--- Records for processing Enclosed Below ---

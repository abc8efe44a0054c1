//! Cosmetic spin shown after a draw.
//!
//! The winner is already decided and recorded when this runs. Frames use
//! their own thread-local generator and the last frame is always the
//! recorded winner.

use crate::config::AnimationConfig;
use arisan_core::Participant;
use rand::seq::SliceRandom;
use std::io::{self, Write};
use std::time::{Duration, Instant};

pub fn spin(candidates: &[Participant], winner: &Participant, config: &AnimationConfig) -> io::Result<()> {
    if !config.enabled || candidates.len() < 2 {
        return Ok(());
    }

    let width = candidates
        .iter()
        .map(|p| p.as_str().chars().count())
        .max()
        .unwrap_or(0);
    let frame = Duration::from_millis(config.frame_ms.max(1));
    let end = Instant::now() + Duration::from_millis(config.duration_ms);
    let mut rng = rand::thread_rng();
    let mut stdout = io::stdout();

    while Instant::now() < end {
        if let Some(name) = candidates.choose(&mut rng) {
            write!(stdout, "\r🎡 {:<width$}", name.as_str(), width = width)?;
            stdout.flush()?;
        }
        std::thread::sleep(frame);
    }

    writeln!(stdout, "\r🎡 {:<width$}", winner.as_str(), width = width)?;
    stdout.flush()
}
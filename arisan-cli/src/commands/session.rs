use super::{history_table, names_table, print_status, prompt_error};
use crate::animation;
use crate::config::CliConfig;
use arisan_core::{export, parse_seed, roster, ArisanError, CycleState, Result};
use clap::Args;
use dialoguer::{theme::ColorfulTheme, Confirm, Editor, Input, Select};
use std::path::{Path, PathBuf};

const HISTORY_FILE: &str = "riwayat_arisan_nama.xlsx";

#[derive(Args)]
pub struct SessionArgs {
    /// Roster file to start with
    #[arg(short, long)]
    pub roster: Option<PathBuf>,
}

#[derive(Clone, Copy)]
enum Action {
    Draw,
    Undo,
    Reset,
    Remaining,
    History,
    EditRoster,
    Import,
    Export,
    Quit,
}

const ACTIONS: [(Action, &str); 9] = [
    (Action::Draw, "Draw this round's winner"),
    (Action::Undo, "Undo last draw"),
    (Action::Reset, "Reset cycle (everyone back in)"),
    (Action::Remaining, "Show remaining participants"),
    (Action::History, "Show history"),
    (Action::EditRoster, "Edit roster"),
    (Action::Import, "Import roster file"),
    (Action::Export, "Export history"),
    (Action::Quit, "Quit"),
];

/// Interactive draw session. One `CycleState` lives for the whole loop.
pub fn run_session(args: SessionArgs, config: &CliConfig) -> Result<()> {
    let theme = ColorfulTheme::default();
    let mut state = CycleState::new(config.core.dedup);

    if let Some(path) = args.roster {
        import_roster(&mut state, &path, config)?;
    }

    let labels: Vec<&str> = ACTIONS.iter().map(|(_, label)| *label).collect();

    loop {
        println!();
        print_status(state.status());

        let choice = Select::with_theme(&theme)
            .with_prompt("What next?")
            .items(&labels)
            .default(0)
            .interact()
            .map_err(prompt_error)?;

        let outcome = match ACTIONS[choice].0 {
            Action::Draw => draw(&mut state, config, &theme),
            Action::Undo => undo(&mut state),
            Action::Reset => {
                state.reset_cycle();
                println!("Cycle reset. Every participant is back in the draw.");
                Ok(())
            }
            Action::Remaining => {
                show_remaining(&state);
                Ok(())
            }
            Action::History => {
                show_history(&state);
                Ok(())
            }
            Action::EditRoster => edit_roster(&mut state, &theme),
            Action::Import => prompt_import(&mut state, config, &theme),
            Action::Export => prompt_export(&state, config, &theme),
            Action::Quit => break,
        };

        // nothing inside the session is fatal
        if let Err(e) = outcome {
            if e.is_recoverable() {
                println!("Warning: {}", e);
            } else {
                println!("Error: {}", e);
            }
        }
    }

    Ok(())
}

fn draw(state: &mut CycleState, config: &CliConfig, theme: &ColorfulTheme) -> Result<()> {
    if state.remaining().is_empty() {
        return Err(ArisanError::EmptyPool);
    }

    let input: String = Input::with_theme(theme)
        .with_prompt("Seed (optional, a number makes the draw repeatable)")
        .allow_empty(true)
        .interact_text()
        .map_err(prompt_error)?;

    let seed = match parse_seed(&input) {
        Ok(seed) => seed,
        Err(e) => {
            println!("Warning: {}. Ignored.", e);
            None
        }
    };

    let pool = state.remaining().to_vec();
    let record = state.draw_winner(seed)?;
    animation::spin(&pool, &record.winner, &config.animation)?;

    println!(
        "🏆 Round #{} winner: {} (seed {})",
        record.round, record.winner, record.seed
    );
    if state.is_cycle_complete() {
        println!("Everyone has won this cycle.");
    }
    Ok(())
}

fn undo(state: &mut CycleState) -> Result<()> {
    let undo = state.undo_last_draw()?;
    println!(
        "Round #{} undone. {} is back in the pool.",
        undo.restored_round, undo.restored_winner
    );
    Ok(())
}

fn show_remaining(state: &CycleState) {
    if state.remaining().is_empty() {
        println!("Nobody left in the pool this cycle.");
    } else {
        println!("{}", names_table("Not yet won", state.remaining()));
    }
}

fn show_history(state: &CycleState) {
    if state.history().is_empty() {
        println!("No draws yet.");
    } else {
        println!("{}", history_table(state.history()));
    }
}

fn import_roster(state: &mut CycleState, path: &Path, config: &CliConfig) -> Result<()> {
    // read fully before touching the state so a bad file leaves it alone
    let raw = roster::import_file(path, &config.core.name_column)?;
    state.set_participants(&raw);
    println!("Imported {} participants.", state.participants().len());
    Ok(())
}

fn prompt_import(state: &mut CycleState, config: &CliConfig, theme: &ColorfulTheme) -> Result<()> {
    let path: String = Input::with_theme(theme)
        .with_prompt("Roster file")
        .interact_text()
        .map_err(prompt_error)?;

    if !state.history().is_empty() {
        let proceed = Confirm::with_theme(theme)
            .with_prompt("Importing starts a new cycle and clears the history. Continue?")
            .default(false)
            .interact()
            .map_err(prompt_error)?;
        if !proceed {
            return Ok(());
        }
    }

    import_roster(state, Path::new(path.trim()), config)
}

fn prompt_export(state: &CycleState, config: &CliConfig, theme: &ColorfulTheme) -> Result<()> {
    if state.history().is_empty() {
        println!("No draws yet.");
        return Ok(());
    }

    let default_path = config.data_dir.join(HISTORY_FILE);
    let path: String = Input::with_theme(theme)
        .with_prompt("Export to (xlsx, csv or json)")
        .default(default_path.display().to_string())
        .interact_text()
        .map_err(prompt_error)?;

    let path = PathBuf::from(path.trim());
    export::export_history(&path, state.history(), &config.core)?;
    println!("History exported to {}", path.display());
    Ok(())
}

fn edit_roster(state: &mut CycleState, theme: &ColorfulTheme) -> Result<()> {
    let options = [
        "Edit in $EDITOR",
        "Add names",
        "Remove a name",
        "Clear everything",
        "Back",
    ];
    let choice = Select::with_theme(theme)
        .with_prompt("Any roster change restarts the cycle")
        .items(&options)
        .default(0)
        .interact()
        .map_err(prompt_error)?;

    let current = state.participants().names();
    let edited: Vec<String> = match choice {
        0 => {
            let text = Editor::new()
                .edit(&current.join("\n"))
                .map_err(prompt_error)?;
            match text {
                Some(text) => roster::parse_lines(&text),
                None => return Ok(()),
            }
        }
        1 => {
            let input: String = Input::with_theme(theme)
                .with_prompt("Names, separated by commas")
                .interact_text()
                .map_err(prompt_error)?;
            current
                .into_iter()
                .chain(input.split(',').map(|s| s.to_string()))
                .collect()
        }
        2 => {
            if current.is_empty() {
                println!("Roster is empty.");
                return Ok(());
            }
            let idx = Select::with_theme(theme)
                .with_prompt("Remove who?")
                .items(&current)
                .interact()
                .map_err(prompt_error)?;
            current
                .iter()
                .enumerate()
                .filter(|(i, _)| *i != idx)
                .map(|(_, name)| name.clone())
                .collect()
        }
        3 => {
            let confirmed = Confirm::with_theme(theme)
                .with_prompt("Remove every participant and the history?")
                .default(false)
                .interact()
                .map_err(prompt_error)?;
            if confirmed {
                state.set_participants(Vec::<String>::new());
                println!("Roster cleared.");
            }
            return Ok(());
        }
        _ => return Ok(()),
    };

    if state.apply_roster_edit(&edited) {
        println!(
            "Roster changed, cycle reset: {} participants.",
            state.participants().len()
        );
    } else {
        println!("No changes.");
    }
    Ok(())
}
use crate::sanitize::Participant;
use crate::{ArisanError, Result};
use chrono::{DateTime, Utc};
use serde::{Deserialize, Serialize};

/// Where a recorded seed came from
#[derive(Debug, Clone, Copy, PartialEq, Eq, Serialize, Deserialize)]
#[serde(rename_all = "snake_case")]
pub enum SeedOrigin {
    UserSupplied,
    Generated,
}

/// One completed draw
#[derive(Debug, Clone, PartialEq, Eq, Serialize, Deserialize)]
pub struct DrawRecord {
    pub round: u32,
    pub winner: Participant,
    pub timestamp: DateTime<Utc>,
    pub seed: u64,
    pub seed_origin: SeedOrigin,
    /// Remaining pool length when the draw happened
    pub pool_size: usize,
    pub draw_index: usize,
}

impl DrawRecord {
    /// Re-derive this draw's index from its seed and pool size
    pub fn replays(&self) -> bool {
        crate::random::replay(self.seed, self.pool_size) == Some(self.draw_index)
    }
}

/// Ordered log of draws in the current cycle
#[derive(Debug, Clone, Default, PartialEq, Eq, Serialize)]
#[serde(transparent)]
pub struct HistoryLedger {
    records: Vec<DrawRecord>,
}

impl HistoryLedger {
    pub fn new() -> Self {
        Self::default()
    }

    pub fn len(&self) -> usize {
        self.records.len()
    }

    pub fn is_empty(&self) -> bool {
        self.records.is_empty()
    }

    pub fn records(&self) -> &[DrawRecord] {
        &self.records
    }

    /// Round of the latest draw, 0 when empty. Equals `len()` since rounds
    /// start at 1 with no gaps.
    pub fn last_round(&self) -> u32 {
        self.records.last().map_or(0, |r| r.round)
    }

    pub fn next_round(&self) -> u32 {
        self.last_round() + 1
    }

    /// Append a record. Rounds must continue the sequence without gaps.
    pub fn append(&mut self, record: DrawRecord) -> Result<()> {
        let expected = self.next_round();
        if record.round != expected {
            return Err(ArisanError::invalid_state(format!(
                "expected round {}, got {}",
                expected, record.round
            )));
        }
        self.records.push(record);
        Ok(())
    }

    pub fn pop_last(&mut self) -> Option<DrawRecord> {
        self.records.pop()
    }

    pub fn clear(&mut self) {
        self.records.clear();
    }

    pub fn winners(&self) -> impl Iterator<Item = &Participant> {
        self.records.iter().map(|r| &r.winner)
    }
}

#[cfg(test)]
mod tests {
    use super::*;
    use crate::sanitize;

    fn record(round: u32, name: &str) -> DrawRecord {
        let winner = sanitize([name]).iter().next().cloned().unwrap();
        DrawRecord {
            round,
            winner,
            timestamp: Utc::now(),
            seed: 42,
            seed_origin: SeedOrigin::UserSupplied,
            pool_size: 3,
            draw_index: crate::random::replay(42, 3).unwrap(),
        }
    }

    #[test]
    fn test_append_requires_sequential_rounds() {
        let mut ledger = HistoryLedger::new();
        assert_eq!(ledger.last_round(), 0);
        assert_eq!(ledger.next_round(), 1);

        ledger.append(record(1, "Ani")).unwrap();
        ledger.append(record(2, "Budi")).unwrap();
        assert_eq!(ledger.next_round(), 3);
        assert_eq!(ledger.last_round() as usize, ledger.len());

        assert!(ledger.append(record(2, "Cici")).is_err());
        assert!(ledger.append(record(4, "Cici")).is_err());
        assert_eq!(ledger.len(), 2);
    }

    #[test]
    fn test_pop_last() {
        let mut ledger = HistoryLedger::new();
        assert!(ledger.pop_last().is_none());

        ledger.append(record(1, "Ani")).unwrap();
        ledger.append(record(2, "Budi")).unwrap();

        let last = ledger.pop_last().unwrap();
        assert_eq!(last.round, 2);
        assert_eq!(last.winner, "Budi");
        assert_eq!(ledger.next_round(), 2);
    }

    #[test]
    fn test_record_replays() {
        let mut r = record(1, "Ani");
        assert!(r.replays());

        r.draw_index = (r.draw_index + 1) % 3;
        assert!(!r.replays());
    }
}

--- End of Enclosed Records for processing ---

- **Requirement**
The answer must consist of every line from the entries above that contains "usize".

- **Task output**
    pub pool_size: usize,
    pub draw_index: usize,
    pub fn len(&self) -> usize {
        assert_eq!(ledger.last_round() as usize, ledger.len());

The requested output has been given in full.